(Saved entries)
+ + + + + + +
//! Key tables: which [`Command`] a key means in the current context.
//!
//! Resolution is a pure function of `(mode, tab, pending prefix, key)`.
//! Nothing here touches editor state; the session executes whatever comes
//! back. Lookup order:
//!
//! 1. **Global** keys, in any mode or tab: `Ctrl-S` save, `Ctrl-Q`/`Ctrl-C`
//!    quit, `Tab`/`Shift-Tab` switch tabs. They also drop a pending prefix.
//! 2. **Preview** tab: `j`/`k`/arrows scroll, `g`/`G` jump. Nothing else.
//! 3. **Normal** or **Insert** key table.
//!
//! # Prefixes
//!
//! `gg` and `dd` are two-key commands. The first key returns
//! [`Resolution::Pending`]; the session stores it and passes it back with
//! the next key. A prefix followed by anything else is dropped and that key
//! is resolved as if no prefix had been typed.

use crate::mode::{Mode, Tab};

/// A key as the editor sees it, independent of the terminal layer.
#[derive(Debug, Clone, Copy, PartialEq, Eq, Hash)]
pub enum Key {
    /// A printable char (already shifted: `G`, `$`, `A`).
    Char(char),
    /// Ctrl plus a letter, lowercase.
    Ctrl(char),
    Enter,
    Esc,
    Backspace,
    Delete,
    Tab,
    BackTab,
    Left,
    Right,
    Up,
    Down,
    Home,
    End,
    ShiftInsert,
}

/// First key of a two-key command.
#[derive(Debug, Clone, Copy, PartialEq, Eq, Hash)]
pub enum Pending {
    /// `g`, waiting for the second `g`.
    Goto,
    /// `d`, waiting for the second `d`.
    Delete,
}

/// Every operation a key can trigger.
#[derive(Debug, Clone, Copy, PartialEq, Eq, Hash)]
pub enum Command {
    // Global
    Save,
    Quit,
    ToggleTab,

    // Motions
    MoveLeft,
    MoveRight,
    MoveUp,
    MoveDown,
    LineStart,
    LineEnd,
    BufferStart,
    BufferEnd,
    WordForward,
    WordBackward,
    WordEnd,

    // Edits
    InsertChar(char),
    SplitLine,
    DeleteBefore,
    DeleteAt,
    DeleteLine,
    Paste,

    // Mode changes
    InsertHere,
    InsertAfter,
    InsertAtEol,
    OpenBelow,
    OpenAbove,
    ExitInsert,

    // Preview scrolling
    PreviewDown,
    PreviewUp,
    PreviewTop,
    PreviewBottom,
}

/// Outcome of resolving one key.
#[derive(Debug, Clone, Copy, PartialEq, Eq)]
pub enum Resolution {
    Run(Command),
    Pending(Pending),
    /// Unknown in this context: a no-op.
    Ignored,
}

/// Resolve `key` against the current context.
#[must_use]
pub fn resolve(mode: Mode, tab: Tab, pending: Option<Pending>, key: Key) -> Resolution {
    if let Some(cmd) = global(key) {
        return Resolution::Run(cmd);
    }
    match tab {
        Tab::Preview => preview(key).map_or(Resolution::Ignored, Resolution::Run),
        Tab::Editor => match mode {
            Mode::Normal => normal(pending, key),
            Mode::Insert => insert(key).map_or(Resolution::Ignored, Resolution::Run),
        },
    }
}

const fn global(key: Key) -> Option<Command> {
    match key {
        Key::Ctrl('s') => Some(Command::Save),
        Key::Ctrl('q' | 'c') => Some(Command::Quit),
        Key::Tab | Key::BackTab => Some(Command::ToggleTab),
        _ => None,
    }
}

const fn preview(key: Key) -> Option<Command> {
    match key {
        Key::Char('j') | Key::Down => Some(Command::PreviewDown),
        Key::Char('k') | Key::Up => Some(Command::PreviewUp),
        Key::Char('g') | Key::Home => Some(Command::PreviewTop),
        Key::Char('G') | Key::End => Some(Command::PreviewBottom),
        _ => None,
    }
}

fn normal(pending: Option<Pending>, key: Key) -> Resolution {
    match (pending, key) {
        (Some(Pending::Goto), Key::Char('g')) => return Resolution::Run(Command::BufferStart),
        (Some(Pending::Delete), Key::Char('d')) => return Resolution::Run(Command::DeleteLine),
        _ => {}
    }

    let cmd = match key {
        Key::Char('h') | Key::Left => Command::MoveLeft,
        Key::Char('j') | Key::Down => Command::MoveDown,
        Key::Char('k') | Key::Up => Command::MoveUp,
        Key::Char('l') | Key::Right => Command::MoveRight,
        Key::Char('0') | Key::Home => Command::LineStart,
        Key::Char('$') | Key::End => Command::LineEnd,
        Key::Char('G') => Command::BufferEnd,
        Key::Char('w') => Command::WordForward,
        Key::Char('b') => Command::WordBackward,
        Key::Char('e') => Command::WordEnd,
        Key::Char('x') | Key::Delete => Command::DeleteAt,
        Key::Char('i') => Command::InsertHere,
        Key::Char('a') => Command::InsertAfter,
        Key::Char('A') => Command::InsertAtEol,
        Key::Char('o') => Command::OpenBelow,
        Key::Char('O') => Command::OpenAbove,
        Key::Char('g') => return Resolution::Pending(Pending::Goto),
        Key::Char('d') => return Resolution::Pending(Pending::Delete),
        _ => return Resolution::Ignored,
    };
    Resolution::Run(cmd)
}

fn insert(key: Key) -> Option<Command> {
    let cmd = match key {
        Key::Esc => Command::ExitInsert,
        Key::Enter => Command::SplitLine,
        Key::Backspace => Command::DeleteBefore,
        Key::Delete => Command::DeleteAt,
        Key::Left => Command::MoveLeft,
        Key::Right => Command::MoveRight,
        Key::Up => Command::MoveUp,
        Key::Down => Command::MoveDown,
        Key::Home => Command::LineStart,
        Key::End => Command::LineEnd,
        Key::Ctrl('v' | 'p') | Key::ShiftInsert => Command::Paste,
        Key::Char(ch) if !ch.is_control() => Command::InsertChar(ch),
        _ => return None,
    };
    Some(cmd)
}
+ + + + + + +
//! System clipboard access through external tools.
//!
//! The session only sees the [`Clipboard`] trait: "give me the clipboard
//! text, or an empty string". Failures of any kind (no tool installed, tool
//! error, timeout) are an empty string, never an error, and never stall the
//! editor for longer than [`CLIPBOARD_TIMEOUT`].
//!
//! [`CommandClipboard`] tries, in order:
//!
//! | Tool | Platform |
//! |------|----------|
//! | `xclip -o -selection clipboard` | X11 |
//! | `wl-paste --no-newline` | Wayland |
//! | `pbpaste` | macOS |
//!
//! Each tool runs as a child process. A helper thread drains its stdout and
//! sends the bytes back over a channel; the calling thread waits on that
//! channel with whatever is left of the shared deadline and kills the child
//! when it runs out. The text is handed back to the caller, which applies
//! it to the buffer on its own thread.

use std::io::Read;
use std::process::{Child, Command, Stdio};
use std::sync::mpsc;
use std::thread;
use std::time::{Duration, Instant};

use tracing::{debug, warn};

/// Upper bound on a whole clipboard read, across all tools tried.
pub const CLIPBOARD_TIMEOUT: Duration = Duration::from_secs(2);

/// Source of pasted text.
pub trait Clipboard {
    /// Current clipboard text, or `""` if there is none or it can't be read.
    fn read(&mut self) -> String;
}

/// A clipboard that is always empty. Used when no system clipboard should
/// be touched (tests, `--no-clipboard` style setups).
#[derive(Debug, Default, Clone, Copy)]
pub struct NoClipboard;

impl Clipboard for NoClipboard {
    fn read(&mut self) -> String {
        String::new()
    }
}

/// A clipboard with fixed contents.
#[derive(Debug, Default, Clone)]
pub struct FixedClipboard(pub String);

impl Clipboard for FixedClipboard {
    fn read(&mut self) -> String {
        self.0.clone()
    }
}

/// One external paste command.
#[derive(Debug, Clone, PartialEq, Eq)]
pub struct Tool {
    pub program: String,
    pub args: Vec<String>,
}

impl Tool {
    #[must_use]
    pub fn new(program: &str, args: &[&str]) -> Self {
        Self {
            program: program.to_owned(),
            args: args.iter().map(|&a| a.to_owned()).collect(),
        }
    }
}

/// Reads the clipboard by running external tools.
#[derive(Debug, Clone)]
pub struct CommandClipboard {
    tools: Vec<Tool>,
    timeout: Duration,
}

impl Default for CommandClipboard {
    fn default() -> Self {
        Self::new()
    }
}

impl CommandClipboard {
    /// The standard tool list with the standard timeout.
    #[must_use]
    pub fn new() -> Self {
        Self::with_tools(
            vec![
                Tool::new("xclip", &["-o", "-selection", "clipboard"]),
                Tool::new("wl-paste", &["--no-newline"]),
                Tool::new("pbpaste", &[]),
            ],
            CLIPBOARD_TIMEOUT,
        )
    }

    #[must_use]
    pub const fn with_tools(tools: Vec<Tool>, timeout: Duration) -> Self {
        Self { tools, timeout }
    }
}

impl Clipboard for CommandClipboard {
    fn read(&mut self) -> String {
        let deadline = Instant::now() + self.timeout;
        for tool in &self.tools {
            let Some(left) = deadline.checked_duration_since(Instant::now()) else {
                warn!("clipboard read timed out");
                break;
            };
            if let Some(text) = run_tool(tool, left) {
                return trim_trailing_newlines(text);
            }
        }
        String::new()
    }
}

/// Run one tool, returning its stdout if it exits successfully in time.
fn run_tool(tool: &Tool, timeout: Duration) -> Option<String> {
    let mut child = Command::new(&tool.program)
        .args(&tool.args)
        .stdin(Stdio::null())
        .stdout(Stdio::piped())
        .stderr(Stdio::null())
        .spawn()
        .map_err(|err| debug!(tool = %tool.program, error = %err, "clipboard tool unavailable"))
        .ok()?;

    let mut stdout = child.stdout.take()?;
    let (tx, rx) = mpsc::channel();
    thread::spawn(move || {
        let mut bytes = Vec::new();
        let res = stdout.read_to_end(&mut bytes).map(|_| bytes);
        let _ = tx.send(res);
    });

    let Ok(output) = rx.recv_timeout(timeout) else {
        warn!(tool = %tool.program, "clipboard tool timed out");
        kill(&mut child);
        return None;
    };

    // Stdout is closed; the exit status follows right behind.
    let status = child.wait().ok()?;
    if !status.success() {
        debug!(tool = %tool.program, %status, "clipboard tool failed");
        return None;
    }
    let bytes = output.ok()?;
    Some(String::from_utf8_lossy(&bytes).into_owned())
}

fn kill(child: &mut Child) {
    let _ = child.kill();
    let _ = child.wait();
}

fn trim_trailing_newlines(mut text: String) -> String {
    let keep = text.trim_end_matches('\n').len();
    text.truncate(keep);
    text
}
+ + + + + + +
**Task requirements**
Please return only the lines above, starting at the line that has "jump. Nothing else." and ending at the line that has "it back with", keeping both and leaving each one unchanged.

**Answer section**
//! 2. **Preview** tab: `j`/`k`/arrows scroll, `g`/`G` jump. Nothing else.
//! 3. **Normal** or **Insert** key table.
//!
//! # Prefixes
//!
//! `gg` and `dd` are two-key commands. The first key returns
//! [`Resolution::Pending`]; the session stores it and passes it back with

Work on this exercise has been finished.